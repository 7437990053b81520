//! The probing context: kernels, parameters, attached volumes, and the
//! shared filter caches. One context serves one thread; `copy` produces an
//! independent clone for concurrent probing of the same volumes.

use log::debug;

use crate::binding::VolumeBinding;
use crate::error::ProbeError;
use crate::kernel::{KernelRole, KernelSpec, NUM_ROLES};
use crate::shape::{Centering, ShapeSettings, VolumeShape};

/// Stable handle to an attached volume; survives detaching other volumes.
#[derive(Clone, Copy, Debug, PartialEq, Eq, Hash)]
pub struct BindingId(u64);

/// Tunable parameters. Set them through the `ProbeContext` setters so the
/// right recomputation gets scheduled.
#[derive(Clone, Copy, Debug)]
pub struct ProbeParams {
    /// Rescale filter weights so discrete sums match continuous integrals.
    pub renormalize: bool,
    /// Validate kernel integrals in `set_kernel`.
    pub check_integrals: bool,
    /// Use 3 kernels (value, first, second derivative) instead of 6.
    pub k3pack: bool,
    /// Gradient magnitude below which curvature answers are zeroed.
    pub grad_mag_curv_min: f64,
    /// Tolerance for "integral is zero" in derivative kernel checks.
    pub kernel_integral_near_zero: f64,
    pub default_spacing: f64,
    /// +1 or -1: which side of an isosurface the normal points to.
    pub curv_normal_side: i32,
    pub require_all_spacings: bool,
    pub require_equal_centers: bool,
    pub default_center: Centering,
    /// Treat attached volumes as a scale stack.
    pub stack_use: bool,
    /// Rescale derivative weights by the world-space blur scale.
    pub stack_renormalize: bool,
}

impl Default for ProbeParams {
    fn default() -> Self {
        ProbeParams {
            renormalize: false,
            check_integrals: true,
            k3pack: true,
            grad_mag_curv_min: 0.0,
            kernel_integral_near_zero: 1e-4,
            default_spacing: 1.0,
            curv_normal_side: 1,
            require_all_spacings: false,
            require_equal_centers: false,
            default_center: Centering::Cell,
            stack_use: false,
            stack_renormalize: false,
        }
    }
}

/// Dirty bits driving the staged update.
#[derive(Clone, Copy, Debug, Default)]
pub(crate) struct CtxFlags {
    pub need_d: bool,
    pub k3pack: bool,
    pub need_k: bool,
    pub kernel: bool,
    pub radius: bool,
    pub shape: bool,
}

/// Last probed location, split into integer voxel and in-voxel fraction.
/// Axis 3 is the stack coordinate. Reset state compares unequal to every
/// real location, forcing the first probe to do full work.
#[derive(Clone, Copy, Debug)]
pub(crate) struct ProbePoint {
    pub idx: [usize; 4],
    pub frac: [f64; 4],
}

impl ProbePoint {
    pub fn reset() -> Self {
        ProbePoint {
            idx: [usize::MAX; 4],
            frac: [f64::NAN; 4],
        }
    }
}

pub struct ProbeContext {
    pub(crate) parm: ProbeParams,
    pub(crate) ksp: [Option<KernelSpec>; NUM_ROLES],
    pub(crate) bindings: Vec<VolumeBinding>,
    pub(crate) ids: Vec<BindingId>,
    next_id: u64,
    pub(crate) shape: Option<VolumeShape>,
    /// Stack scale positions, one per stack sample binding.
    pub(crate) stack_pos: Vec<f64>,
    /// Stack reconstruction weights, recomputed per probe.
    pub(crate) stack_fslw: Vec<f64>,
    pub(crate) flags: CtxFlags,
    pub(crate) need_d: [bool; 3],
    pub(crate) need_k: [bool; NUM_ROLES],
    pub(crate) radius: usize,
    /// Filter sample locations, `fd` per axis.
    pub(crate) fsl: Vec<f64>,
    /// Filter weights, `fd` per axis per kernel role.
    pub(crate) fw: Vec<f64>,
    /// Raster offsets of the `fd^3` neighborhood samples.
    pub(crate) off: Vec<usize>,
    pub(crate) point: ProbePoint,
    pub(crate) last_error: Option<ProbeError>,
}

impl Default for ProbeContext {
    fn default() -> Self {
        Self::new()
    }
}

impl ProbeContext {
    pub fn new() -> Self {
        ProbeContext {
            parm: ProbeParams::default(),
            ksp: Default::default(),
            bindings: Vec::new(),
            ids: Vec::new(),
            next_id: 0,
            shape: None,
            stack_pos: Vec::new(),
            stack_fslw: Vec::new(),
            flags: CtxFlags::default(),
            need_d: [false; 3],
            need_k: [false; NUM_ROLES],
            radius: 0,
            fsl: Vec::new(),
            fw: Vec::new(),
            off: Vec::new(),
            point: ProbePoint::reset(),
            last_error: None,
        }
    }

    /// Independent copy for probing from another thread. Scratch caches are
    /// fresh and the tracked point is reset, so the copy's first probe does
    /// full work; no update is needed if the source was up to date.
    pub fn copy(&self) -> Self {
        ProbeContext {
            parm: self.parm,
            ksp: self.ksp.clone(),
            bindings: self.bindings.clone(),
            ids: self.ids.clone(),
            next_id: self.next_id,
            shape: self.shape.clone(),
            stack_pos: self.stack_pos.clone(),
            stack_fslw: vec![0.0; self.stack_fslw.len()],
            flags: self.flags,
            need_d: self.need_d,
            need_k: self.need_k,
            radius: self.radius,
            fsl: vec![0.0; self.fsl.len()],
            fw: vec![0.0; self.fw.len()],
            off: self.off.clone(),
            point: ProbePoint::reset(),
            last_error: None,
        }
    }

    // -- volume attachment --------------------------------------------------

    /// Attach a volume binding. The first binding fixes the context's
    /// shape; later ones must agree with it exactly.
    pub fn attach(&mut self, mut binding: VolumeBinding) -> Result<BindingId, ProbeError> {
        let settings = self.shape_settings();
        let candidate = VolumeShape::from_volume(binding.volume(), &settings)?;
        match &self.shape {
            None => {
                self.shape = Some(candidate);
                self.flags.shape = true;
            }
            Some(shape) => {
                if *shape != candidate {
                    return Err(ProbeError::ShapeMismatch {
                        expected: shape.size(),
                        got: candidate.size(),
                    });
                }
            }
        }
        binding.flag_volume = true;
        let id = BindingId(self.next_id);
        self.next_id += 1;
        self.bindings.push(binding);
        self.ids.push(id);
        debug!("attached volume {:?}; {} now attached", id, self.bindings.len());
        Ok(id)
    }

    /// Detach a binding, preserving the order of the rest. The shape is
    /// forgotten when the last volume leaves.
    pub fn detach(&mut self, id: BindingId) -> Result<VolumeBinding, ProbeError> {
        let pos = self
            .ids
            .iter()
            .position(|&i| i == id)
            .ok_or(ProbeError::NotAttached)?;
        self.ids.remove(pos);
        let binding = self.bindings.remove(pos);
        if self.bindings.is_empty() {
            self.shape = None;
            self.flags.shape = true;
        }
        Ok(binding)
    }

    pub fn is_attached(&self, id: BindingId) -> bool {
        self.ids.contains(&id)
    }

    pub fn binding(&self, id: BindingId) -> Result<&VolumeBinding, ProbeError> {
        let pos = self
            .ids
            .iter()
            .position(|&i| i == id)
            .ok_or(ProbeError::NotAttached)?;
        Ok(&self.bindings[pos])
    }

    pub fn binding_mut(&mut self, id: BindingId) -> Result<&mut VolumeBinding, ProbeError> {
        let pos = self
            .ids
            .iter()
            .position(|&i| i == id)
            .ok_or(ProbeError::NotAttached)?;
        Ok(&mut self.bindings[pos])
    }

    pub fn binding_count(&self) -> usize {
        self.bindings.len()
    }

    pub fn binding_ids(&self) -> &[BindingId] {
        &self.ids
    }

    /// The answer slice for one item of one attached volume.
    pub fn answer(&self, id: BindingId, item: usize) -> Result<&[f64], ProbeError> {
        self.binding(id)?.answer(item)
    }

    // -- kernels ------------------------------------------------------------

    /// Set the kernel for a role, validating parameter count, support, and
    /// (unless disabled) the integral appropriate to the role.
    pub fn set_kernel(&mut self, role: KernelRole, spec: KernelSpec) -> Result<(), ProbeError> {
        if spec.parms.len() != spec.kernel.num_parms() {
            return Err(ProbeError::KernelParmCount {
                kernel: spec.kernel.name(),
                expected: spec.kernel.num_parms(),
                got: spec.parms.len(),
            });
        }
        let support = spec.support();
        if !(support > 0.0) {
            return Err(ProbeError::KernelSupport {
                kernel: spec.kernel.name(),
                support,
            });
        }
        if self.parm.check_integrals {
            let integral = spec.integral();
            if role.is_reconstruction() {
                if !(integral > 0.0) {
                    return Err(ProbeError::ReconIntegral {
                        kernel: spec.kernel.name(),
                        integral,
                    });
                }
            } else if integral.abs() > self.parm.kernel_integral_near_zero {
                return Err(ProbeError::DerivIntegral {
                    kernel: spec.kernel.name(),
                    integral,
                    tolerance: self.parm.kernel_integral_near_zero,
                });
            }
        }
        self.ksp[role.index()] = Some(spec);
        self.flags.kernel = true;
        Ok(())
    }

    pub fn kernel(&self, role: KernelRole) -> Option<&KernelSpec> {
        self.ksp[role.index()].as_ref()
    }

    pub fn reset_kernels(&mut self) {
        self.ksp = Default::default();
        self.flags.kernel = true;
    }

    // -- parameters ---------------------------------------------------------

    pub fn params(&self) -> &ProbeParams {
        &self.parm
    }

    /// Renormalization changes filter weights, so the tracked point is
    /// reset to force their recomputation.
    pub fn set_renormalize(&mut self, on: bool) {
        if self.parm.renormalize != on {
            self.parm.renormalize = on;
            self.point = ProbePoint::reset();
        }
    }

    pub fn set_k3pack(&mut self, on: bool) {
        if self.parm.k3pack != on {
            self.parm.k3pack = on;
            self.flags.k3pack = true;
        }
    }

    pub fn set_check_integrals(&mut self, on: bool) {
        self.parm.check_integrals = on;
    }

    pub fn set_kernel_integral_near_zero(&mut self, tol: f64) {
        self.parm.kernel_integral_near_zero = tol;
    }

    pub fn set_grad_mag_curv_min(&mut self, min: f64) {
        self.parm.grad_mag_curv_min = min;
    }

    pub fn set_curv_normal_side(&mut self, side: i32) {
        self.parm.curv_normal_side = if side < 0 { -1 } else { 1 };
    }

    pub fn set_default_spacing(&mut self, spacing: f64) {
        self.parm.default_spacing = spacing;
    }

    pub fn set_default_center(&mut self, center: Centering) {
        self.parm.default_center = center;
    }

    pub fn set_require_all_spacings(&mut self, on: bool) {
        self.parm.require_all_spacings = on;
    }

    pub fn set_require_equal_centers(&mut self, on: bool) {
        self.parm.require_equal_centers = on;
    }

    /// Stack use changes which kernels are needed and the filter radius.
    pub fn set_stack_use(&mut self, on: bool) {
        if self.parm.stack_use != on {
            self.parm.stack_use = on;
            self.flags.need_k = true;
        }
    }

    pub fn set_stack_renormalize(&mut self, on: bool) {
        if self.parm.stack_renormalize != on {
            self.parm.stack_renormalize = on;
            self.point = ProbePoint::reset();
        }
    }

    // -- inspection ---------------------------------------------------------

    pub fn shape(&self) -> Option<&VolumeShape> {
        self.shape.as_ref()
    }

    /// Current filter radius; meaningful after `update`.
    pub fn radius(&self) -> usize {
        self.radius
    }

    pub fn stack_positions(&self) -> &[f64] {
        &self.stack_pos
    }

    /// The error recorded by the most recent failed probe, if any. Cleared
    /// by the next successful probe.
    pub fn last_error(&self) -> Option<&ProbeError> {
        self.last_error.as_ref()
    }

    pub(crate) fn shape_settings(&self) -> ShapeSettings {
        ShapeSettings {
            default_spacing: self.parm.default_spacing,
            default_center: self.parm.default_center,
            require_all_spacings: self.parm.require_all_spacings,
            require_equal_centers: self.parm.require_equal_centers,
        }
    }
}
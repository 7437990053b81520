//! Separable convolution of the scalar value cache down to the filtered
//! value, gradient, and Hessian.
//!
//! Each output is three 1-D convolutions, one per axis, choosing per axis
//! between the value, first-derivative, and second-derivative weights.
//! Collapses are shared: one x-collapse serves every output with the same
//! x weights, and likewise for y.

use log::warn;

use crate::binding::VolumeBinding;
use crate::kernel::KernelRole;
use crate::kind::ProbeArgs;
use crate::math;
use crate::scalar::ScalarItem;

pub(crate) fn filter(args: &ProbeArgs, binding: &mut VolumeBinding) {
    let [do_v, do_d1, do_d2] = binding.need_d();
    if !(do_v || do_d1 || do_d2) {
        return;
    }
    if !args.parm.k3pack {
        // Separate reconstruction kernels per derivative order are not
        // supported; the three-kernel scheme covers every shipped kernel.
        warn!("only 3-pack filtering is implemented; skipping filter stage");
        return;
    }
    let fd = args.fd();

    let w00 = [
        args.weights(KernelRole::Value00, 0),
        args.weights(KernelRole::Value00, 1),
        args.weights(KernelRole::Value00, 2),
    ];
    let w11 = [
        args.weights(KernelRole::D1Measure11, 0),
        args.weights(KernelRole::D1Measure11, 1),
        args.weights(KernelRole::D1Measure11, 2),
    ];
    let w22 = [
        args.weights(KernelRole::D2Measure22, 0),
        args.weights(KernelRole::D2Measure22, 1),
        args.weights(KernelRole::D2Measure22, 2),
    ];

    let voff = binding.answer_offset(ScalarItem::Value as usize);
    let goff = binding.answer_offset(ScalarItem::GradVec as usize);
    let hoff = binding.answer_offset(ScalarItem::Hessian as usize);

    let mut value = 0.0;
    let mut gvec = [0.0f64; 3];
    let mut hess = [0.0f64; 9];

    // x collapse with value weights serves the value, the z and y gradient
    // components, and the yz block of the Hessian.
    collapse_x(&binding.iv3, &mut binding.iv2, w00[0], fd);
    collapse_y(&binding.iv2, &mut binding.iv1, w00[1], fd);
    if do_v {
        value = dot(&binding.iv1, w00[2]);
    }
    if do_d1 {
        gvec[2] = dot(&binding.iv1, w11[2]);
    }
    if do_d2 {
        hess[8] = dot(&binding.iv1, w22[2]); // d2/dz2
    }
    if do_d1 || do_d2 {
        collapse_y(&binding.iv2, &mut binding.iv1, w11[1], fd);
        if do_d1 {
            gvec[1] = dot(&binding.iv1, w00[2]);
        }
        if do_d2 {
            hess[5] = dot(&binding.iv1, w11[2]); // d2/dydz
        }
    }
    if do_d2 {
        collapse_y(&binding.iv2, &mut binding.iv1, w22[1], fd);
        hess[4] = dot(&binding.iv1, w00[2]); // d2/dy2
    }

    if do_d1 || do_d2 {
        collapse_x(&binding.iv3, &mut binding.iv2, w11[0], fd);
        collapse_y(&binding.iv2, &mut binding.iv1, w00[1], fd);
        if do_d1 {
            gvec[0] = dot(&binding.iv1, w00[2]);
        }
        if do_d2 {
            hess[2] = dot(&binding.iv1, w11[2]); // d2/dxdz
        }
        if do_d2 {
            collapse_y(&binding.iv2, &mut binding.iv1, w11[1], fd);
            hess[1] = dot(&binding.iv1, w00[2]); // d2/dxdy
        }
    }

    if do_d2 {
        collapse_x(&binding.iv3, &mut binding.iv2, w22[0], fd);
        collapse_y(&binding.iv2, &mut binding.iv1, w00[1], fd);
        hess[0] = dot(&binding.iv1, w00[2]); // d2/dx2
        hess[3] = hess[1];
        hess[6] = hess[2];
        hess[7] = hess[5];
    }

    // Index-space measurements to world space: gradients transform with
    // the inverse transpose, Hessians with it on both sides.
    let m = args.shape.grad_xform();
    if do_d1 {
        let g = m * glam::DVec3::from_array(gvec);
        gvec = g.to_array();
    }
    if do_d2 {
        let h = m * math::dmat3_from_rows(&hess) * m.transpose();
        hess = math::dmat3_to_rows(&h);
    }

    if do_v {
        binding.answer[voff] = value;
    }
    if do_d1 {
        binding.answer[goff..goff + 3].copy_from_slice(&gvec);
    }
    if do_d2 {
        binding.answer[hoff..hoff + 9].copy_from_slice(&hess);
    }
}

/// Collapse the x axis: `fd^3` cache to `fd^2`, dotting each x run with
/// the weights.
fn collapse_x(iv3: &[f64], iv2: &mut [f64], w: &[f64], fd: usize) {
    for (row, out) in iv2.iter_mut().enumerate().take(fd * fd) {
        let run = &iv3[fd * row..fd * (row + 1)];
        *out = dot(run, w);
    }
}

/// Collapse the y axis: `fd^2` to `fd`.
fn collapse_y(iv2: &[f64], iv1: &mut [f64], w: &[f64], fd: usize) {
    for (z, out) in iv1.iter_mut().enumerate().take(fd) {
        let run = &iv2[fd * z..fd * (z + 1)];
        *out = dot(run, w);
    }
}

#[inline]
fn dot(a: &[f64], b: &[f64]) -> f64 {
    a.iter().zip(b.iter()).map(|(x, y)| x * y).sum()
}
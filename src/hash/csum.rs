//! Byte-sum checksum and integer/float hashing (spec §4.B).
//!
//! `csum32` is explicitly *not* for content identity — only for routing
//! buckets, matching the source's `sh_csum32` comment. `hash32`/`hash64` are
//! Fibonacci-constant multiplicative integer hashes; float hashing reuses
//! the integer hash over the raw bit pattern.

/// XOR of little-endian `u32` chunks, tail zero-padded. Corresponds to
/// `sh_csum32` / `s_hash_csum32`.
pub fn csum32(buf: &[u8]) -> u32 {
    let mut acc: u32 = 0;
    let mut chunks = buf.chunks_exact(4);
    for chunk in &mut chunks {
        acc ^= u32::from_le_bytes(chunk.try_into().unwrap());
    }
    let rem = chunks.remainder();
    if !rem.is_empty() {
        let mut padded = [0u8; 4];
        padded[..rem.len()].copy_from_slice(rem);
        acc ^= u32::from_le_bytes(padded);
    }
    acc
}

const FIB32: u32 = 0x61C8_8647;
const FIB64: u64 = 0x61C8_8647_80B5_83EB;

/// Multiplicative Fibonacci-hashing of a 32-bit integer.
pub fn hash32(v: u32) -> u32 {
    v.wrapping_mul(FIB32)
}

/// Multiplicative Fibonacci-hashing of a 64-bit integer.
pub fn hash64(v: u64) -> u64 {
    v.wrapping_mul(FIB64)
}

/// Hashes an `f32` by reusing [`hash32`] on its raw bit pattern.
pub fn float32_hash(v: f32) -> u32 {
    hash32(v.to_bits())
}

/// Hashes an `f64` by reusing [`hash64`] on its raw bit pattern.
pub fn float64_hash(v: f64) -> u64 {
    hash64(v.to_bits())
}

#[cfg(test)]
mod tests {
    use super::*;

    #[test]
    fn csum32_empty_is_zero() {
        assert_eq!(csum32(&[]), 0);
    }

    #[test]
    fn csum32_tail_padding() {
        let a = csum32(&[1, 2, 3]);
        let b = csum32(&[1, 2, 3, 0]);
        assert_eq!(a, b);
    }

    #[test]
    fn integer_hash_distinct() {
        assert_ne!(hash32(1), hash32(2));
        assert_ne!(hash64(1), hash64(2));
    }

    #[test]
    fn float_hash_matches_bit_reuse() {
        assert_eq!(float32_hash(1.5), hash32(1.5f32.to_bits()));
        assert_eq!(float64_hash(1.5), hash64(1.5f64.to_bits()));
    }
}
//! Dynamic string (spec §3 "Dynamic string", §4.D).
//!
//! [`SStr`] owns a `Vec<u8>` plus the container substrate's [`Shape`] tag,
//! a cached Unicode length, and sticky [`ErrorFlags`] (spec §4.G carry-
//! forward note). [`StrRef`] is the separate, borrowing "reference" family
//! (`ext_buffer=1, is_reference=1` in the source): since it only ever
//! exposes shared-borrow methods, the source's "mutating API on a
//! reference returns the void sentinel or a copied clone" invariant holds
//! automatically — there is nothing in this type for the borrow checker to
//! let a caller mutate.

use crate::container::{heuristic_grow_target, ErrorFlags, Shape};
use crate::search;
use std::cell::Cell;

/// Which case-folding table a conversion call should use (spec §9 Design
/// Note: a `CaseFolding` parameter alongside the process-wide toggle).
#[derive(Debug, Clone, Copy, PartialEq, Eq, Default)]
pub enum CaseFolding {
    /// Follow the process-wide [`crate::config::turkish_mode`] toggle.
    #[default]
    Global,
    Standard,
    Turkish,
}

impl CaseFolding {
    fn is_turkish(self) -> bool {
        match self {
            CaseFolding::Global => crate::config::turkish_mode(),
            CaseFolding::Standard => false,
            CaseFolding::Turkish => true,
        }
    }
}

/// An owned, growable UTF-8-ish byte string.
#[derive(Debug, Clone)]
pub struct SStr {
    bytes: Vec<u8>,
    shape: Shape,
    /// The growth ceiling `heuristic_grow_target` last computed for this
    /// string (spec §4.C `max_size`), tracked explicitly rather than
    /// re-derived from `Vec::capacity()`, which the standard library only
    /// guarantees as a lower bound.
    max_size: usize,
    /// `None` means "not cached"; recomputed lazily by [`SStr::len_u`].
    unicode_len: Cell<Option<usize>>,
    errors: ErrorFlags,
}

impl Default for SStr {
    fn default() -> Self {
        SStr {
            bytes: Vec::new(),
            shape: Shape::Small,
            max_size: 0,
            unicode_len: Cell::new(Some(0)),
            errors: ErrorFlags::new(),
        }
    }
}

impl PartialEq for SStr {
    fn eq(&self, other: &Self) -> bool {
        self.bytes == other.bytes
    }
}
impl Eq for SStr {}

impl From<&str> for SStr {
    fn from(s: &str) -> Self {
        let mut out = SStr {
            bytes: s.as_bytes().to_vec(),
            shape: Shape::Small,
            max_size: 0,
            unicode_len: Cell::new(Some(s.chars().count())),
            errors: ErrorFlags::new(),
        };
        out.grow_to(out.bytes.len());
        out
    }
}

impl From<String> for SStr {
    fn from(s: String) -> Self {
        SStr::from(s.as_str())
    }
}
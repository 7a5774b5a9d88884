//! Rolling-hash / checksum pipeline (spec §4.B).
//!
//! Every hash here is a resumable accumulator: `f(acc, bytes) -> acc`, where
//! `acc` starts at the family's documented initial constant. None of these
//! claim cryptographic strength (spec §1 Non-goals) — they are routing,
//! integrity, and dedup-bucket checksums.
//!
//! Property exercised by the whole family (spec §8 item 9): hashing a
//! concatenation in two calls equals hashing it in one,
//! `h(h(acc, a), b) == h(acc, a ++ b)`, because every accumulator here only
//! ever folds bytes left-to-right with no dependence on total length except
//! where the algorithm explicitly mixes the length in at finalization
//! (MurmurHash3); that one is tested for the *unfinalized* accumulator
//! property and finalized separately.

pub mod adler32;
pub mod crc32;
pub mod csum;
pub mod fnv;
pub mod murmur3;

pub use adler32::{adler32, ADLER32_INIT};
pub use crc32::{crc32, CRC32_INIT};
pub use csum::{csum32, float32_hash, float64_hash, hash32, hash64};
pub use fnv::{fnv1, fnv1a, FNV_INIT};
pub use murmur3::mh3_32;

> _WORK INSTRUCTIONS_: All lines from the opening of the material through the line that contains "use crate::error::ProbeError;" are to be printed exactly, with no others.

> _ANSWER BOX_:
repository 7437990053b81520
//! The probing context: kernels, parameters, attached volumes, and the
//! shared filter caches. One context serves one thread; `copy` produces an
//! independent clone for concurrent probing of the same volumes.

use log::debug;

use crate::binding::VolumeBinding;
use crate::error::ProbeError;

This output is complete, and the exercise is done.